Neural Networks (Bishop, 1995; Haykin, 2009; Goodfellow et al., 2016) are inspired by the human brain, constructed with layers of nodes or «neurons» that simulate how our brain processes information. These networks are composed of an input layer that receives data, multiple hidden layers that perform computations and feature extraction, and an output layer that produces the final decision or prediction. The real power of NNs lies in the hidden layers, which can adjust their interconnected weights through learning, and optimizing the network’s predictions. Activation functions, such as the Rectified Linear Unit (ReLU), play a crucial role by introducing non-linearity, allowing the network to learn complex and abstract patterns in the data. Our specific NN design incorporates a dense structure with six hidden layers of varying sizes (64, 64, 32, 32, 16, 8), employing ReLU activation functions for the hidden layers and a linear function for the output layer. This configuration is tailored for tasks requiring continuous variable predictions, leveraging the dense connections and ReLU’s properties to efficiently model intricate data relationships and deliver accurate, nuanced outputs. The linear output layer ensures the network’s ability to produce a range of continuous values, making it versatile for various regression tasks and beyond.

The Grey Prediction Model (GM) (Liu and Forrest, 2010), particularly the GM(1,1) model, is a unique forecasting technique within the Grey System Theory framework (Julong et al., 1989), designed to handle systems with incomplete or uncertain information. Its strength lies in its ability to make accurate predictions with minimal and imprecise data, setting it apart from traditional statistical models that require large datasets to be effective. The core idea of GM revolves around the concept of «grey», which signifies the partial knowledge about a system, and it utilises this knowledge to model and predict future behaviour. GM operates by first converting the original sequence of data into a new sequence that reveals the inherent pattern of the system. This is achieved through an accumulation process, which smoothens the randomness in the data and highlights the underlying trend. Once the sequence is transformed, the GM (1,1) model applies a first-order differential equation to predict the future values. This approach makes GM particularly suitable for forecasting in fields where data is scarce or highly uncertain. Long Short-Term Memory (LSTM) (Schmidhuber and Hochreiter, 1997; Gers et al., 2000) networks are a specialised form of Recurrent Neural Networks (RNNs) (Elman, 1990) designed to address the challenge of long-term dependencies in sequence data. LSTMs are particularly adept at tasks where understanding the context and relationships over extended sequences is crucial, such as natural language processing, speech recognition, and time series analysis. Unlike traditional RNNs that struggle with vanishing or exploding gradients—problems that make it difficult to learn and retain information over long sequences—LSTMs incorporate a unique architecture featuring gates that regulate the flow of information. These gates—namely, the input gate, output gate, and forget gate—allow the network to selectively remember or forget information, making LSTMs capable of capturing long-range dependencies with greater precision. This gating mechanism enables LSTMs to maintain a balance between remembering important past information and forgetting irrelevant data, thus enhancing their learning

capability and efficiency across tasks involving sequential data.

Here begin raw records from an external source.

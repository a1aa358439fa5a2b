//! Typed read API over a [`Warehouse`].
//!
//! Three queries, issued one after another by the caller. Every method blocks
//! until the backend answers; nothing is cached between calls.

use ranch_core::{CameraActivity, EventTypeCount, Ranch, RanchName};

use crate::query::{self, TableRefs};
use crate::row::{CameraRow, EventTypeRow, RanchRow, decode_rows};
use crate::{Warehouse, WarehouseError};

pub struct RanchRepository<'a> {
    warehouse: &'a dyn Warehouse,
    tables: TableRefs,
}

impl<'a> RanchRepository<'a> {
    #[must_use]
    pub const fn new(warehouse: &'a dyn Warehouse, tables: TableRefs) -> Self {
        Self { warehouse, tables }
    }

    /// Resolve a ranch by case-insensitive exact name.
    ///
    /// Duplicate names are not disambiguated: the first row the backend
    /// returns wins.
    ///
    /// # Errors
    ///
    /// Returns [`WarehouseError::RanchNotFound`] when nothing matches, or any
    /// backend/decoding error.
    pub fn find_ranch(&self, name: &RanchName) -> Result<Ranch, WarehouseError> {
        let query = query::find_ranch(self.warehouse.dialect(), &self.tables, name.as_str());
        let rows = self.warehouse.query(&query)?;
        decode_rows::<RanchRow>(query.label, rows)?
            .into_iter()
            .next()
            .map(Ranch::from)
            .ok_or_else(|| WarehouseError::RanchNotFound {
                name: name.to_string(),
            })
    }

    /// Per-camera activity for the ranch, ordered by camera name.
    ///
    /// # Errors
    ///
    /// Returns any backend or decoding error.
    pub fn camera_activity(&self, ranch: &Ranch) -> Result<Vec<CameraActivity>, WarehouseError> {
        let query = query::camera_activity(self.warehouse.dialect(), &self.tables, &ranch.id);
        let rows = self.warehouse.query(&query)?;
        Ok(decode_rows::<CameraRow>(query.label, rows)?
            .into_iter()
            .map(CameraActivity::from)
            .collect())
    }

    /// Event counts per type for the ranch, largest first.
    ///
    /// # Errors
    ///
    /// Returns any backend or decoding error.
    pub fn event_type_counts(&self, ranch: &Ranch) -> Result<Vec<EventTypeCount>, WarehouseError> {
        let query = query::event_type_counts(self.warehouse.dialect(), &self.tables, &ranch.id);
        let rows = self.warehouse.query(&query)?;
        Ok(decode_rows::<EventTypeRow>(query.label, rows)?
            .into_iter()
            .map(EventTypeCount::from)
            .collect())
    }
}

#[cfg(test)]
mod tests {
    use std::cell::RefCell;

    use pretty_assertions::assert_eq;
    use ranch_config::RanchConfig;
    use serde_json::{Value, json};

    use super::*;
    use crate::query::{Dialect, Query};
    use crate::row::Row;

    /// Replays canned `bq`-shaped rows and records the queries it saw.
    struct CannedWarehouse {
        responses: RefCell<Vec<Value>>,
        seen: RefCell<Vec<Query>>,
    }

    impl CannedWarehouse {
        fn new(responses: Vec<Value>) -> Self {
            Self {
                responses: RefCell::new(responses),
                seen: RefCell::new(Vec::new()),
            }
        }
    }

    impl Warehouse for CannedWarehouse {
        fn dialect(&self) -> Dialect {
            Dialect::BigQuery
        }

        fn query(&self, query: &Query) -> Result<Vec<Row>, WarehouseError> {
            self.seen.borrow_mut().push(query.clone());
            let next = self.responses.borrow_mut().remove(0);
            let Value::Array(items) = next else {
                panic!("canned response must be an array");
            };
            Ok(items
                .into_iter()
                .filter_map(|item| match item {
                    Value::Object(row) => Some(row),
                    _ => None,
                })
                .collect())
        }
    }

    fn tables() -> TableRefs {
        TableRefs::from_config(&RanchConfig::default(), Dialect::BigQuery)
    }

    #[test]
    fn not_found_names_the_ranch() {
        let warehouse = CannedWarehouse::new(vec![json!([])]);
        let repo = RanchRepository::new(&warehouse, tables());
        let name = RanchName::parse("Nowhere Ranch").expect("name");

        let error = repo.find_ranch(&name).expect_err("no rows");
        assert_eq!(error.to_string(), "Ranch 'Nowhere Ranch' not found.");
    }

    #[test]
    fn first_match_wins() {
        let warehouse = CannedWarehouse::new(vec![json!([
            {"uuid": "r-1", "ranch_name": "Blue Sky", "city": "Bozeman", "state": "MT"},
            {"uuid": "r-2", "ranch_name": "BLUE SKY", "city": "Cody", "state": "WY"}
        ])]);
        let repo = RanchRepository::new(&warehouse, tables());

        let ranch = repo
            .find_ranch(&RanchName::parse("blue sky").expect("name"))
            .expect("found");
        assert_eq!(ranch.id, "r-1");
    }

    #[test]
    fn aggregators_bind_the_resolved_ranch_id() {
        let warehouse = CannedWarehouse::new(vec![
            json!([{"camera_name": "A", "videos_with_events": "2", "total_events": "3"}]),
            json!([{"event_type": "motion", "event_count": "3"}]),
        ]);
        let repo = RanchRepository::new(&warehouse, tables());
        let ranch = Ranch {
            id: "r-42".into(),
            name: "Blue Sky".into(),
            city: "Bozeman".into(),
            state: "MT".into(),
        };

        let cameras = repo.camera_activity(&ranch).expect("cameras");
        let types = repo.event_type_counts(&ranch).expect("types");

        assert_eq!(cameras[0].total_events, 3);
        assert_eq!(types[0].event_type, "motion");
        let seen = warehouse.seen.borrow();
        assert_eq!(seen.len(), 2);
        assert!(seen.iter().all(|query| query.params[0].value == "r-42"));
    }
}
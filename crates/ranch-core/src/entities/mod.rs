//! Entity structs for the rows read from the warehouse.
//!
//! Counts are `u64`; the warehouse layer is responsible for decoding whatever
//! wire representation the backend uses.

mod camera;
mod event_type;
mod ranch;

pub use camera::CameraActivity;
pub use event_type::EventTypeCount;
pub use ranch::{Ranch, RanchName};
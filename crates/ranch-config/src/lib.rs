//! # ranch-config
//!
//! Layered configuration loading for ranchcam using figment.
//!
//! Configuration sources (in priority order, highest wins):
//! 1. Command line overrides (`--backend`, `--project-id`)
//! 2. Environment variables (`RANCHCAM_*` prefix, `__` as separator)
//! 3. An explicit file passed with `--config`
//! 4. Project-level `.ranchcam/config.toml`
//! 5. User-level `~/.config/ranchcam/config.toml`
//! 6. Built-in defaults
//!
//! # Environment Variable Mapping
//!
//! Figment maps `RANCHCAM_BIGQUERY__PROJECT_ID` -> `bigquery.project_id`,
//! `RANCHCAM_WAREHOUSE__BACKEND` -> `warehouse.backend`, etc.
//! The `__` (double underscore) separates nested config sections.
//!
//! # Usage
//!
//! ```no_run
//! use ranch_config::{Overrides, RanchConfig};
//!
//! let config = RanchConfig::load_with_dotenv(None, &Overrides::default()).expect("config");
//! println!("backend: {}", config.warehouse.backend);
//! ```

mod bigquery;
mod duckdb;
mod error;
mod motherduck;
mod tables;
mod warehouse;

pub use bigquery::BigQueryConfig;
pub use duckdb::DuckDbConfig;
pub use error::ConfigError;
pub use motherduck::MotherDuckConfig;
pub use tables::TablesConfig;
pub use warehouse::{Backend, WarehouseConfig};

use figment::{
    Figment,
    providers::{Env, Format, Serialized, Toml},
};
use serde::{Deserialize, Serialize};
use std::path::{Path, PathBuf};

const ENV_PREFIX: &str = "RANCHCAM_";
const PROJECT_CONFIG_PATH: &str = ".ranchcam/config.toml";

/// Values given on the command line. They beat every other source.
#[derive(Debug, Clone, Default)]
pub struct Overrides {
    pub backend: Option<Backend>,
    pub project_id: Option<String>,
}

impl Overrides {
    fn apply(&self, mut figment: Figment) -> Figment {
        if let Some(backend) = self.backend {
            figment = figment.merge(Serialized::default("warehouse.backend", backend));
        }
        if let Some(project_id) = &self.project_id {
            figment = figment.merge(Serialized::default("bigquery.project_id", project_id));
        }
        figment
    }
}

#[derive(Debug, Clone, Default, Deserialize, Serialize)]
pub struct RanchConfig {
    #[serde(default)]
    pub warehouse: WarehouseConfig,
    #[serde(default)]
    pub bigquery: BigQueryConfig,
    #[serde(default)]
    pub duckdb: DuckDbConfig,
    #[serde(default)]
    pub motherduck: MotherDuckConfig,
    #[serde(default)]
    pub tables: TablesConfig,
}

impl RanchConfig {
    /// Load configuration from all sources (TOML files + environment variables).
    ///
    /// Does NOT call `dotenvy` -- use [`Self::load_with_dotenv`] if you need `.env`
    /// file loading.
    ///
    /// # Errors
    ///
    /// Returns [`ConfigError::Figment`] if a source cannot be parsed and
    /// [`ConfigError::InvalidValue`] if an identifier fails validation or the
    /// explicit file is missing.
    pub fn load(extra_file: Option<&Path>) -> Result<Self, ConfigError> {
        Self::load_with_overrides(extra_file, &Overrides::default())
    }

    /// Load configuration with command line overrides layered on top of
    /// every other source.
    ///
    /// # Errors
    ///
    /// Same as [`Self::load`].
    pub fn load_with_overrides(
        extra_file: Option<&Path>,
        overrides: &Overrides,
    ) -> Result<Self, ConfigError> {
        // Toml::file silently skips missing files; an explicit path must exist.
        if let Some(path) = extra_file
            && !path.is_file()
        {
            return Err(ConfigError::InvalidValue {
                field: "config".to_string(),
                reason: format!("file '{}' does not exist", path.display()),
            });
        }

        let config: Self = overrides.apply(Self::figment(extra_file)).extract()?;
        config.validate()?;
        Ok(config)
    }

    /// Load configuration with `.env` file support.
    ///
    /// Loads `.env` from the current directory (if present) before building
    /// the figment. This is the entry point used by the CLI.
    ///
    /// # Errors
    ///
    /// Same as [`Self::load`].
    pub fn load_with_dotenv(
        extra_file: Option<&Path>,
        overrides: &Overrides,
    ) -> Result<Self, ConfigError> {
        let _ = dotenvy::dotenv();
        Self::load_with_overrides(extra_file, overrides)
    }

    /// Build the figment provider chain.
    ///
    /// Public so tests can inspect the figment directly or add providers on top.
    #[must_use]
    pub fn figment(extra_file: Option<&Path>) -> Figment {
        let mut figment = Figment::from(Serialized::defaults(Self::default()));

        // Layer 1: User-global config
        if let Some(global_path) = Self::global_config_path()
            && global_path.exists()
        {
            figment = figment.merge(Toml::file(global_path));
        }

        // Layer 2: Project-local config
        let local_path = PathBuf::from(PROJECT_CONFIG_PATH);
        if local_path.exists() {
            figment = figment.merge(Toml::file(local_path));
        }

        // Layer 3: Explicit file
        if let Some(path) = extra_file {
            figment = figment.merge(Toml::file(path));
        }

        // Layer 4: Environment variables
        figment.merge(Env::prefixed(ENV_PREFIX).split("__"))
    }

    /// Check every identifier that ends up inside SQL text.
    ///
    /// Values bound as query parameters never pass through here; these are
    /// the project, dataset, schema and table names that cannot be bound.
    ///
    /// # Errors
    ///
    /// Returns [`ConfigError::InvalidValue`] naming the first offending field,
    /// or [`ConfigError::NotConfigured`] when the selected backend lacks
    /// required fields.
    pub fn validate(&self) -> Result<(), ConfigError> {
        match self.warehouse.backend {
            Backend::Bigquery => {
                if !self.bigquery.is_configured() {
                    return Err(ConfigError::NotConfigured {
                        section: "bigquery".to_string(),
                    });
                }
                validate_identifier("bigquery.project_id", &self.bigquery.project_id, "-.:")?;
                validate_identifier("bigquery.dataset", &self.bigquery.dataset, "")?;
            }
            Backend::Duckdb => {
                if !self.duckdb.schema.is_empty() {
                    validate_identifier("duckdb.schema", &self.duckdb.schema, "")?;
                }
            }
        }

        validate_identifier("tables.ranch", &self.tables.ranch, "")?;
        validate_identifier("tables.cameras", &self.tables.cameras, "")?;
        validate_identifier("tables.video_events", &self.tables.video_events, "")?;
        Ok(())
    }

    /// Path to the user-global config file.
    fn global_config_path() -> Option<PathBuf> {
        dirs::config_dir().map(|p| p.join("ranchcam").join("config.toml"))
    }
}

/// Accept ASCII letters, digits, `_`, and any character in `extra`.
fn validate_identifier(field: &str, value: &str, extra: &str) -> Result<(), ConfigError> {
    if value.is_empty() {
        return Err(ConfigError::InvalidValue {
            field: field.to_string(),
            reason: "must not be empty".to_string(),
        });
    }

    if let Some(bad) = value
        .chars()
        .find(|ch| !(ch.is_ascii_alphanumeric() || *ch == '_' || extra.contains(*ch)))
    {
        return Err(ConfigError::InvalidValue {
            field: field.to_string(),
            reason: format!("character {bad:?} is not allowed in '{value}'"),
        });
    }

    Ok(())
}
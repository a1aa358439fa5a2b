//! Cross-cutting error types for ranchcam.
//!
//! Backend and configuration errors live in their own crates
//! (`WarehouseError`, `ConfigError`); they converge as `anyhow::Error` in the
//! binary.

use thiserror::Error;

#[derive(Debug, Error)]
pub enum CoreError {
    /// Input failed validation before any query was issued.
    #[error("Validation error: {0}")]
    Validation(String),
}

The experimental objective is to compare the performance of each model across different routes, regardless of the route’s specific context, as they may vary in magnitude. To address this, the R2 score evaluation metric has been developed, which measures the similarity between the predicted values and the actual values of the test set. The R2 score ranges from minus infinity to one, with a higher value indicating a better fit of the model to its route.

When comparing models, it is preferable to use an absolute metric to gauge the overall performance. For this, the mean absolute error (MAE) has been chosen since it calculates the absolute difference between each predicted value and its actual value and then takes the average of all these errors. This provides a comprehensive assessment of the model’s performance in terms of the absolute deviation from the actual values.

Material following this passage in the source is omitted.